Your instructions. List each line of the data that holds the word "PngEncoder".

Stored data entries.

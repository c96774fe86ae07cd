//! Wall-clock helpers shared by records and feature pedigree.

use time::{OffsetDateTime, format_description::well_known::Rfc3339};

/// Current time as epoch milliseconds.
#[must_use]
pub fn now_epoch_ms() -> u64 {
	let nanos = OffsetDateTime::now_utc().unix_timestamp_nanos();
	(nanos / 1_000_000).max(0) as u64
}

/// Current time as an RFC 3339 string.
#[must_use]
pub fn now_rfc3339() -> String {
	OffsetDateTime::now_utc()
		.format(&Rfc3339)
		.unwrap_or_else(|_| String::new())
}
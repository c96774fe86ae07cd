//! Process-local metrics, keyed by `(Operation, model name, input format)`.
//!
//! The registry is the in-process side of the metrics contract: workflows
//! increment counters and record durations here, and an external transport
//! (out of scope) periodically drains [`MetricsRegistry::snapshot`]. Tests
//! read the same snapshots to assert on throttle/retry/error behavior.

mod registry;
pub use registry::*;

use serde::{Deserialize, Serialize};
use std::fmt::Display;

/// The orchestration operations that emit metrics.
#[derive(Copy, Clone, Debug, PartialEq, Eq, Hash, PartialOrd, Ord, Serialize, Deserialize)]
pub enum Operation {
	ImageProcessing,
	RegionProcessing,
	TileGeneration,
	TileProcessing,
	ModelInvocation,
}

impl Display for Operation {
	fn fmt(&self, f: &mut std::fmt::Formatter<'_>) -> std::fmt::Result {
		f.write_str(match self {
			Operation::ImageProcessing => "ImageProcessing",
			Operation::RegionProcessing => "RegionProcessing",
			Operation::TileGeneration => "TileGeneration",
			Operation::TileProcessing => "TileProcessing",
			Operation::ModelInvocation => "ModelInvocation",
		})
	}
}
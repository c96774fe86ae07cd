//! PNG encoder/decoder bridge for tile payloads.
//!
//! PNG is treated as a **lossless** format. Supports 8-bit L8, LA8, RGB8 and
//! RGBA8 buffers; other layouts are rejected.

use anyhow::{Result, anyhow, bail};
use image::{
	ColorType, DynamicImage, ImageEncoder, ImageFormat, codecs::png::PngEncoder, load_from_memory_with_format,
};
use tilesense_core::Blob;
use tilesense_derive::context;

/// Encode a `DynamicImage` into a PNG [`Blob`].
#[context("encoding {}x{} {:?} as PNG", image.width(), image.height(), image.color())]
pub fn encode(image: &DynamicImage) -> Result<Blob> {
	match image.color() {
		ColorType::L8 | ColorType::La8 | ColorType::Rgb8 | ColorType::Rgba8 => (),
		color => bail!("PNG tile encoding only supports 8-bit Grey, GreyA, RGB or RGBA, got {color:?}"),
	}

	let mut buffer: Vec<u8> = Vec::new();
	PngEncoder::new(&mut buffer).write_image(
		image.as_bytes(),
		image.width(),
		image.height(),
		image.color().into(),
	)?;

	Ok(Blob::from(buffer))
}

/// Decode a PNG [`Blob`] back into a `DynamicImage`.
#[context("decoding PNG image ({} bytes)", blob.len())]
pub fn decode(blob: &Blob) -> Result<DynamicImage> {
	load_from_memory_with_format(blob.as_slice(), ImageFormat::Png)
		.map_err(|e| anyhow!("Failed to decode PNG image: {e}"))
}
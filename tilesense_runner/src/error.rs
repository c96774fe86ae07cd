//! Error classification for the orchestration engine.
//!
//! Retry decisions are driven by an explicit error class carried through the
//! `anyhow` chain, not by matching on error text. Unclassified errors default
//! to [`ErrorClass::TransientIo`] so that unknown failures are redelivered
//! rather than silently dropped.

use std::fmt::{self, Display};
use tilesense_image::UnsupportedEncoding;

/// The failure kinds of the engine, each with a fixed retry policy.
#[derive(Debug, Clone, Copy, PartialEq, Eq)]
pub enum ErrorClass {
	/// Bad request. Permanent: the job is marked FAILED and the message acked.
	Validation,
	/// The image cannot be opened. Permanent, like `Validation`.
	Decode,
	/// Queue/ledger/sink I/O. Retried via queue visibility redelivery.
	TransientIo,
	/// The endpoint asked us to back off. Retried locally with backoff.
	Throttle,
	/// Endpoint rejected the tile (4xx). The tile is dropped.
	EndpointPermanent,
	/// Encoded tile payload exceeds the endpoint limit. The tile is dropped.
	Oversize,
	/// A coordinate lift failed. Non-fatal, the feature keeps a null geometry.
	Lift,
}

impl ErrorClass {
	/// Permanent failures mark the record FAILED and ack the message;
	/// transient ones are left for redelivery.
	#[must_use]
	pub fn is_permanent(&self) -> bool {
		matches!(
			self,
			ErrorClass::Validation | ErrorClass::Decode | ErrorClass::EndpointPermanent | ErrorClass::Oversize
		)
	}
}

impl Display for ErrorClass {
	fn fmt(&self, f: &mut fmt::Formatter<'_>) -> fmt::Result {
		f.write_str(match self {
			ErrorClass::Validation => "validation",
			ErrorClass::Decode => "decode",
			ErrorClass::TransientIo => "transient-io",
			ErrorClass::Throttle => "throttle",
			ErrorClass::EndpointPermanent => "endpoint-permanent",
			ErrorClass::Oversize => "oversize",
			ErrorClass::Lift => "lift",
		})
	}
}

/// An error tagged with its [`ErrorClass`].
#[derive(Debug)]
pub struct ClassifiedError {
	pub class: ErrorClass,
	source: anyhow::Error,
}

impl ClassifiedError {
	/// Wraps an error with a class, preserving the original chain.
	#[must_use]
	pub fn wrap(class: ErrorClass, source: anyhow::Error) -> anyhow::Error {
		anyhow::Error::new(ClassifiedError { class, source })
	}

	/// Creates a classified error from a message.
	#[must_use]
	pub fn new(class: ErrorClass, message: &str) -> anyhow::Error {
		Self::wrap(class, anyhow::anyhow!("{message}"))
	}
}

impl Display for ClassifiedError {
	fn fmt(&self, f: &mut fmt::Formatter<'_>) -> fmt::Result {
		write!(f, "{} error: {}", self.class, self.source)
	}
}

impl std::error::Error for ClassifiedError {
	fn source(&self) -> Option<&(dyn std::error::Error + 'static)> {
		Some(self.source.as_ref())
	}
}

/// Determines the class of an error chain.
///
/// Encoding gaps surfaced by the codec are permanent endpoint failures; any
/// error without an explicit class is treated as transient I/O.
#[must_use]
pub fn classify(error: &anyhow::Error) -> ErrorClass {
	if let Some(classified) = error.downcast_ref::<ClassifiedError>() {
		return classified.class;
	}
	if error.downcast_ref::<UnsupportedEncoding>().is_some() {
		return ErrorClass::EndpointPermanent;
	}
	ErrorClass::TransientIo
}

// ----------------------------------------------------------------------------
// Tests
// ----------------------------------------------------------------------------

Exercise solution.
	ColorType, DynamicImage, ImageEncoder, ImageFormat, codecs::png::PngEncoder, load_from_memory_with_format,
	PngEncoder::new(&mut buffer).write_image(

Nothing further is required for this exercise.